Yeah, but if you're talking in a past tense as opposed to your present, Bebop is nothing like modal. Fast swing can be in any genre. But Bebop was a definitive period in jazz music, you can't argue that it's theoretically the same as modal, because it would have to apply to the beginnings of the genre too, to be valid, as you didn't specify.
-GN
Yield
09-21-2007, 04:03 PM
Miles Smiles is awesome, myron
Ando!
09-21-2007, 06:02 PM
orbits is siiiiicckk
myron
09-22-2007, 11:24 PM
so bebop refers to a time in music, not a sound.
GhostNote
09-23-2007, 03:08 AM
Both really, when it started as a style or sub-genre, the sound and the way people played the music, using the various scales etc, it was characterized as Bebop.
-GN
TheClap
09-23-2007, 04:07 PM
what is hard bop?
A musical answer to cool jazz, which takes Bebop back to the trad roots, and speeds that **** up, its pretty intense.
Yield
09-23-2007, 05:10 PM
Hard bop is insane :cool:
Ando!
09-23-2007, 06:06 PM
while the only real difference is historical, right?

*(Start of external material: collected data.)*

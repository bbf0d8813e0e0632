//! Define the reserved keyword vocabulary for Swift source.
//!
//! This module is the single source of truth for reserved words: a stable identifier
//! ([`KeywordId`]) plus a const metadata table ([`KEYWORDS`]) that records canonical spellings and
//! categories.
//!
//! ## Notes
//! - Lookup via [`from_str`] is **case-sensitive** (`self` and `Self` are different keywords).
//! - Words that only carry meaning in some positions (`get`, `weak`, `mutating`, ...) are *not* reserved;
//!   see [`crate::lang::contextual`].
//!
//! ## Examples
//! ```rust
//! use mockgen_core::lang::keywords::{self, KeywordId};
//!
//! assert_eq!(keywords::from_str("subscript"), Some(KeywordId::Subscript));
//! assert_eq!(keywords::from_str("Self"), Some(KeywordId::SelfType));
//! assert_eq!(keywords::from_str("get"), None);
//! ```

/// Stable identifier for every reserved keyword.
#[derive(Debug, Clone, Copy, PartialEq, Eq, Hash)]
pub enum KeywordId {
    // Declarations
    Associatedtype,
    Class,
    Deinit,
    Enum,
    Extension,
    Func,
    Import,
    Init,
    Inout,
    Let,
    Operator,
    Precedencegroup,
    Protocol,
    Struct,
    Subscript,
    Typealias,
    Var,

    // Declaration modifiers
    Fileprivate,
    Internal,
    Private,
    Public,
    Static,

    // Effects
    Throws,
    Rethrows,

    // Statements
    Break,
    Case,
    Continue,
    Default,
    Defer,
    Do,
    Else,
    Fallthrough,
    For,
    Guard,
    If,
    In,
    Repeat,
    Return,
    Switch,
    Throw,
    Where,
    While,

    // Expressions
    As,
    Catch,
    False,
    Is,
    Nil,
    Super,
    SelfKw,
    True,
    Try,

    // Types
    Any,
    SelfType,
}

/// High-level grouping for documentation and tooling.
///
/// ## Notes
/// - Categories are metadata only; they do not enforce parsing context.
#[derive(Debug, Clone, Copy, PartialEq, Eq, Hash)]
pub enum KeywordCategory {
    Declaration,
    Modifier,
    Effect,
    Statement,
    Expression,
    Type,
}

/// Metadata for a keyword.
#[derive(Debug, Clone, Copy)]
pub struct KeywordInfo {
    pub id: KeywordId,
    pub canonical: &'static str,
    pub category: KeywordCategory,
}

/// Registry of all reserved keywords.
///
/// ## Notes
/// - The ordering is not semantically meaningful, but is grouped for readability.
pub const KEYWORDS: &[KeywordInfo] = &[
    // Declarations
    info(KeywordId::Associatedtype, "associatedtype", KeywordCategory::Declaration),
    info(KeywordId::Class, "class", KeywordCategory::Declaration),
    info(KeywordId::Deinit, "deinit", KeywordCategory::Declaration),
    info(KeywordId::Enum, "enum", KeywordCategory::Declaration),
    info(KeywordId::Extension, "extension", KeywordCategory::Declaration),
    info(KeywordId::Func, "func", KeywordCategory::Declaration),
    info(KeywordId::Import, "import", KeywordCategory::Declaration),
    info(KeywordId::Init, "init", KeywordCategory::Declaration),
    info(KeywordId::Inout, "inout", KeywordCategory::Declaration),
    info(KeywordId::Let, "let", KeywordCategory::Declaration),
    info(KeywordId::Operator, "operator", KeywordCategory::Declaration),
    info(KeywordId::Precedencegroup, "precedencegroup", KeywordCategory::Declaration),
    info(KeywordId::Protocol, "protocol", KeywordCategory::Declaration),
    info(KeywordId::Struct, "struct", KeywordCategory::Declaration),
    info(KeywordId::Subscript, "subscript", KeywordCategory::Declaration),
    info(KeywordId::Typealias, "typealias", KeywordCategory::Declaration),
    info(KeywordId::Var, "var", KeywordCategory::Declaration),
    // Declaration modifiers
    info(KeywordId::Fileprivate, "fileprivate", KeywordCategory::Modifier),
    info(KeywordId::Internal, "internal", KeywordCategory::Modifier),
    info(KeywordId::Private, "private", KeywordCategory::Modifier),
    info(KeywordId::Public, "public", KeywordCategory::Modifier),
    info(KeywordId::Static, "static", KeywordCategory::Modifier),
    // Effects
    info(KeywordId::Throws, "throws", KeywordCategory::Effect),
    info(KeywordId::Rethrows, "rethrows", KeywordCategory::Effect),
    // Statements
    info(KeywordId::Break, "break", KeywordCategory::Statement),
    info(KeywordId::Case, "case", KeywordCategory::Statement),
    info(KeywordId::Continue, "continue", KeywordCategory::Statement),
    info(KeywordId::Default, "default", KeywordCategory::Statement),
    info(KeywordId::Defer, "defer", KeywordCategory::Statement),
    info(KeywordId::Do, "do", KeywordCategory::Statement),
    info(KeywordId::Else, "else", KeywordCategory::Statement),
    info(KeywordId::Fallthrough, "fallthrough", KeywordCategory::Statement),
    info(KeywordId::For, "for", KeywordCategory::Statement),
    info(KeywordId::Guard, "guard", KeywordCategory::Statement),
    info(KeywordId::If, "if", KeywordCategory::Statement),
    info(KeywordId::In, "in", KeywordCategory::Statement),
    info(KeywordId::Repeat, "repeat", KeywordCategory::Statement),
    info(KeywordId::Return, "return", KeywordCategory::Statement),
    info(KeywordId::Switch, "switch", KeywordCategory::Statement),
    info(KeywordId::Throw, "throw", KeywordCategory::Statement),
    info(KeywordId::Where, "where", KeywordCategory::Statement),
    info(KeywordId::While, "while", KeywordCategory::Statement),
    // Expressions
    info(KeywordId::As, "as", KeywordCategory::Expression),
    info(KeywordId::Catch, "catch", KeywordCategory::Expression),
    info(KeywordId::False, "false", KeywordCategory::Expression),
    info(KeywordId::Is, "is", KeywordCategory::Expression),
    info(KeywordId::Nil, "nil", KeywordCategory::Expression),
    info(KeywordId::Super, "super", KeywordCategory::Expression),
    info(KeywordId::SelfKw, "self", KeywordCategory::Expression),
    info(KeywordId::True, "true", KeywordCategory::Expression),
    info(KeywordId::Try, "try", KeywordCategory::Expression),
    // Types
    info(KeywordId::Any, "Any", KeywordCategory::Type),
    info(KeywordId::SelfType, "Self", KeywordCategory::Type),
];

/// Canonical spelling.
pub fn as_str(id: KeywordId) -> &'static str {
    info_for(id).canonical
}

/// Category.
pub fn category(id: KeywordId) -> KeywordCategory {
    info_for(id).category
}

/// Full metadata.
///
/// ## Panics
/// - If the registry is missing an entry for `id` (this indicates a programming error).
pub fn info_for(id: KeywordId) -> &'static KeywordInfo {
    KEYWORDS.iter().find(|k| k.id == id).expect("keyword info missing")
}

/// Lookup by spelling.
///
/// ## Returns
/// - `Some(KeywordId)` if the spelling is reserved.
/// - `None` otherwise (including contextual keywords such as `get`).
pub fn from_str(s: &str) -> Option<KeywordId> {
    KEYWORDS.iter().find(|k| k.canonical == s).map(|k| k.id)
}

/// Return `true` if the keyword may be used as an argument label without backticks.
///
/// ## Notes
/// - Swift accepts every reserved word as an argument label except `inout`, `var` and `let`.
pub fn is_argument_label(id: KeywordId) -> bool {
    !matches!(id, KeywordId::Inout | KeywordId::Var | KeywordId::Let)
}

// --- helpers -----------------------------------------------------------------

const fn info(id: KeywordId, canonical: &'static str, category: KeywordCategory) -> KeywordInfo {
    KeywordInfo {
        id,
        canonical,
        category,
    }
}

(between bebop and hard bop)
myron
09-23-2007, 09:10 PM
No... hard bop incorporates other styles into their soloing, esp blues. Bebop was exploring with #4s, b9s, b13s, all those lovely colour notes, and the new scales. I think bebop is technically harder to play, but hard bop is much easier to listen to
rooster2112
10-10-2007, 12:21 AM
I love a blend of classic rock and blues. (like Cream/Clapton work in general)
Pete Down I Go
10-10-2007, 08:05 PM
No... hard bop incorporates other styles into their soloing, esp blues. Bebop was exploring with #4s, b9s, b13s, all those lovely colour notes, and the new scales. I think bebop is technically harder to play, but hard bop is much easier to listen to
Do you really see the distinction as definitive in terms of the notes played???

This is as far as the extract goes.